David Buik on the 20.4% fall in GDP

Financial commentator David Buik told LBC he was "not expecting this" he branded the drop "quite a blow" and a "wake up call" to the full impact of the coronavirus crisis.

He said, "we need to get this economy going."

Health minister Edward Argar has claimed the "significant contraction" in the UK economy announced on Friday is "comparable" with other western European economies.

This comes despite the Organisation of Economic Co-operation and Development (OECD) projection on Thursday that the UK economy will be the worst hit by the pandemic.

Mr Argar said: "We're in roughly the same place as comparable western European economies like France, Spain and Italy, but it's clearly a very significant contraction of our economy."

He added the Government's furlough scheme is "one of the most generous and, I believe, effective schemes of financial support for individuals and businesses in the world".

Mr Argar said reopening businesses would help boost the economy in the coming weeks and the two-metre rule will be "under constant review" as the hospitality sector resurfaces.

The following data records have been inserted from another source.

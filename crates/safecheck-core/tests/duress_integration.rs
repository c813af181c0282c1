//! Dual-PIN verification: the danger PIN must look exactly like the safe
//! PIN to whoever holds the phone, while moderators get a critical alert.

mod common;

use std::time::{Duration, Instant};

use common::{Harness, DANGER_PIN, ORG, SAFE_PIN, USER};
use safecheck_core::{
    AlertStatus, AlertType, CheckinStatus, ConflictError, CoreError, PinType, Priority,
    SafetyStore, ValidationError,
};

fn shape(response: &safecheck_core::VerifyResponse) -> serde_json::Value {
    let mut json = serde_json::to_value(response).unwrap();
    let obj = json.as_object_mut().unwrap();
    obj.remove("checkin_id");
    obj.remove("timestamp");
    json
}

#[tokio::test]
async fn test_danger_pin_is_indistinguishable_to_the_user() {
    let h = Harness::new().await;
    let first = h.due_checkin().await;
    let safe = h.service.verify_pin(USER, first.id, SAFE_PIN).await.unwrap();

    // Second check-in the same day from another timing.
    let timing = h
        .service
        .create_timing(USER, "second_checkin", "08:30", &["monday"])
        .unwrap();
    let second = h
        .service
        .scheduler()
        .create_checkin(&timing, common::at(9, 0).date_naive(), common::at(9, 0))
        .await
        .unwrap()
        .unwrap();
    h.channel.clear();

    let danger = h.service.verify_pin(USER, second.id, DANGER_PIN).await.unwrap();
    assert_eq!(shape(&safe), shape(&danger));
    assert_eq!(danger.status, "completed");

    // Nothing reached the user's phone because of the danger PIN.
    h.service.drain_background().await;
    assert!(h.channel.sent_to("phone-1").is_empty());

    let stored = h.checkin(second.id);
    assert_eq!(stored.status, CheckinStatus::AcknowledgedDanger);
    assert_eq!(stored.pin_type_used, Some(PinType::Danger));

    let alerts = h.db.alerts_for_checkin(second.id).unwrap();
    assert_eq!(alerts.len(), 1);
    assert_eq!(alerts[0].alert_type, AlertType::DangerPin);
    assert_eq!(alerts[0].priority, Priority::Critical);
    assert_eq!(alerts[0].status, AlertStatus::Pending);

    let admin = h.channel.sent_to(&format!("org_{ORG}_alerts"));
    assert_eq!(admin.len(), 1);
    assert_eq!(admin[0].message.title, "CRITICAL: Danger PIN Entered");
    assert!(admin[0].message.body.contains("Ada Lovelace"));
    assert_eq!(admin[0].message.data["alert_type"], "danger_pin");
}

#[tokio::test]
async fn test_danger_alert_is_stored_before_the_response() {
    let h = Harness::new().await;
    let checkin = h.due_checkin().await;
    h.service.verify_pin(USER, checkin.id, DANGER_PIN).await.unwrap();

    // No drain: the alert row exists as soon as verify returns.
    assert_eq!(h.db.alerts_for_checkin(checkin.id).unwrap().len(), 1);
    h.service.drain_background().await;
}

#[tokio::test]
async fn test_second_answer_is_rejected_without_a_second_alert() {
    let h = Harness::new().await;
    let checkin = h.due_checkin().await;
    h.service.verify_pin(USER, checkin.id, DANGER_PIN).await.unwrap();

    for pin in [DANGER_PIN, SAFE_PIN] {
        let err = h.service.verify_pin(USER, checkin.id, pin).await.unwrap_err();
        assert!(matches!(
            err,
            CoreError::Conflict(ConflictError::StaleCheckin { operation: "verify", .. })
        ));
    }
    h.service.drain_background().await;

    assert_eq!(h.db.alerts_for_checkin(checkin.id).unwrap().len(), 1);
    assert_eq!(h.checkin(checkin.id).status, CheckinStatus::AcknowledgedDanger);
}

#[tokio::test]
async fn test_wrong_pins_are_rejected_without_mutation() {
    let h = Harness::new().await;
    let checkin = h.due_checkin().await;

    assert!(matches!(
        h.service.verify_pin(USER, checkin.id, "9999").await,
        Err(CoreError::InvalidPin)
    ));
    assert!(matches!(
        h.service.verify_pin(USER, checkin.id, "12").await,
        Err(CoreError::Validation(ValidationError::PinFormat))
    ));
    assert!(matches!(
        h.service.verify_pin(USER, 404, SAFE_PIN).await,
        Err(CoreError::NotFound { .. })
    ));

    let current = h.checkin(checkin.id);
    assert_eq!(current.status, CheckinStatus::Pending);
    assert!(current.response_at.is_none());
    assert!(h.db.alerts_for_checkin(checkin.id).unwrap().is_empty());
}

#[tokio::test]
async fn test_other_users_checkin_looks_missing() {
    let h = Harness::new().await;
    h.db.upsert_profile(2, ORG, "Grace Hopper").unwrap();
    h.service.setup_pins(2, SAFE_PIN, DANGER_PIN).await.unwrap();
    let checkin = h.due_checkin().await;

    assert!(matches!(
        h.service.verify_pin(2, checkin.id, SAFE_PIN).await,
        Err(CoreError::NotFound { entity: "checkin", .. })
    ));
    assert!(matches!(
        h.service.snooze(2, checkin.id),
        Err(CoreError::NotFound { entity: "checkin", .. })
    ));
    assert_eq!(h.checkin(checkin.id).status, CheckinStatus::Pending);
}

#[tokio::test]
async fn test_every_outcome_takes_at_least_the_floor() {
    let h = Harness::new().await;
    let floor = Duration::from_millis(common::test_config().security.verify_floor_ms);
    let checkin = h.due_checkin().await;

    for pin in ["9999", "12", DANGER_PIN] {
        let started = Instant::now();
        let _ = h.service.verify_pin(USER, checkin.id, pin).await;
        assert!(started.elapsed() >= floor, "pin {pin} returned early");
    }
    h.service.drain_background().await;
}

#[tokio::test]
async fn test_user_without_pins_gets_invalid_pin() {
    let h = Harness::new().await;
    h.db.upsert_profile(3, ORG, "No Pins").unwrap();
    let timing = h
        .service
        .create_timing(3, "morning_checkin", "09:00", &["monday"])
        .unwrap();
    let checkin = h
        .service
        .scheduler()
        .create_checkin(&timing, common::at(9, 0).date_naive(), common::at(9, 0))
        .await
        .unwrap()
        .unwrap();

    assert!(matches!(
        h.service.verify_pin(3, checkin.id, "1234").await,
        Err(CoreError::InvalidPin)
    ));
}

#[tokio::test]
async fn test_pin_setup_and_rotation() {
    let h = Harness::new().await;

    assert!(matches!(
        h.service.setup_pins(USER, "1111", "2222").await,
        Err(CoreError::Conflict(ConflictError::PinsAlreadySet(USER)))
    ));
    // The danger PIN does not authorise a rotation.
    assert!(matches!(
        h.service.rotate_pins(USER, DANGER_PIN, "1111", "2222").await,
        Err(CoreError::InvalidPin)
    ));
    assert!(matches!(
        h.service.rotate_pins(USER, SAFE_PIN, "5555", "5555").await,
        Err(CoreError::Validation(ValidationError::PinsIdentical))
    ));

    h.service.rotate_pins(USER, SAFE_PIN, "1111", "2222").await.unwrap();
    let checkin = h.due_checkin().await;
    assert!(matches!(
        h.service.verify_pin(USER, checkin.id, SAFE_PIN).await,
        Err(CoreError::InvalidPin)
    ));
    h.service.verify_pin(USER, checkin.id, "1111").await.unwrap();

    let rotations = h
        .db
        .recent_audit(50)
        .unwrap()
        .into_iter()
        .filter(|e| e.action == "pins_configured")
        .count();
    assert_eq!(rotations, 2);
}

#[tokio::test]
async fn test_danger_answer_leaves_no_trace_when_its_alert_cannot_be_stored() {
    let dir = tempfile::tempdir().unwrap();
    let path = dir.path().join("safecheck.db");
    let h = Harness::on_file(&path).await;
    let checkin = h.due_checkin().await;
    common::fail_inserts(&path, "alerts", "1");

    let err = h
        .service
        .verify_pin(USER, checkin.id, DANGER_PIN)
        .await
        .unwrap_err();
    assert!(matches!(err, CoreError::Database(_)));
    let current = h.checkin(checkin.id);
    assert_eq!(current.status, CheckinStatus::Pending);
    assert_eq!(current.pin_type_used, None);
    assert!(h.db.alerts_for_checkin(checkin.id).unwrap().is_empty());

    // The same answer goes through once alerts can be stored again.
    common::allow_inserts(&path, "alerts");
    h.service.verify_pin(USER, checkin.id, DANGER_PIN).await.unwrap();
    h.service.drain_background().await;
    assert_eq!(h.checkin(checkin.id).status, CheckinStatus::AcknowledgedDanger);
    let alerts = h.db.alerts_for_checkin(checkin.id).unwrap();
    assert_eq!(alerts.len(), 1);
    assert_eq!(alerts[0].alert_type, AlertType::DangerPin);
}

#[tokio::test]
async fn test_today_view_does_not_reveal_the_danger_pin() {
    let safe = Harness::new().await;
    let checkin = safe.due_checkin().await;
    safe.service.verify_pin(USER, checkin.id, SAFE_PIN).await.unwrap();

    let danger = Harness::new().await;
    let checkin = danger.due_checkin().await;
    danger.service.verify_pin(USER, checkin.id, DANGER_PIN).await.unwrap();
    danger.service.drain_background().await;

    let safe_view = serde_json::to_value(safe.service.today_checkins(USER).unwrap()).unwrap();
    let danger_view = serde_json::to_value(danger.service.today_checkins(USER).unwrap()).unwrap();
    assert_eq!(safe_view, danger_view);
    assert_eq!(danger_view["checkins"][0]["status"], "completed");
    assert_eq!(danger_view["stats"]["completed"], 1);
    let text = danger_view.to_string();
    assert!(!text.contains("danger"));
    assert!(!text.contains("pin_type"));

    // A second answer is refused with the same wording either way.
    let again_safe = safe.service.verify_pin(USER, checkin.id, SAFE_PIN).await.unwrap_err();
    let again_danger = danger
        .service
        .verify_pin(USER, checkin.id, SAFE_PIN)
        .await
        .unwrap_err();
    assert_eq!(again_safe.to_string(), again_danger.to_string());
}
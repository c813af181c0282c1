//! Time source.
//!
//! Scheduler deadlines and every stored timestamp come from a [`Clock`] so
//! tests can drive time explicitly.

use std::sync::Mutex;

use chrono::{DateTime, Duration, Utc};

pub trait Clock: Send + Sync {
    fn now(&self) -> DateTime<Utc>;
}

/// Wall clock.
#[derive(Debug, Default, Clone, Copy)]
pub struct SystemClock;

impl Clock for SystemClock {
    fn now(&self) -> DateTime<Utc> {
        Utc::now()
    }
}

/// A clock that only moves when told to.
#[derive(Debug)]
pub struct ManualClock {
    now: Mutex<DateTime<Utc>>,
}

impl ManualClock {
    pub fn new(start: DateTime<Utc>) -> Self {
        Self {
            now: Mutex::new(start),
        }
    }

    pub fn set(&self, at: DateTime<Utc>) {
        *self.now.lock().unwrap_or_else(|e| e.into_inner()) = at;
    }

    pub fn advance(&self, by: Duration) {
        let mut now = self.now.lock().unwrap_or_else(|e| e.into_inner());
        *now += by;
    }
}

impl Clock for ManualClock {
    fn now(&self) -> DateTime<Utc> {
        *self.now.lock().unwrap_or_else(|e| e.into_inner())
    }
}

The fall in GDP due to the coronavirus lockdown is "unprecedented", the Office of National Statistics (ONS) has said

Jonathan Athow, deputy national statistician at the ONS, told BBC Radio 4's Today programme: "Well, 20% is really unprecedented.

"Actually, if you take March and April together the fall was 25%. So in two months the economy shrank by a quarter."

Mr Athow said: "The biggest fall we have seen before was just over 2% - so, it's ten times the size of the largest fall we have seen before the coronavirus.

"Virtually every sector has been shrinking."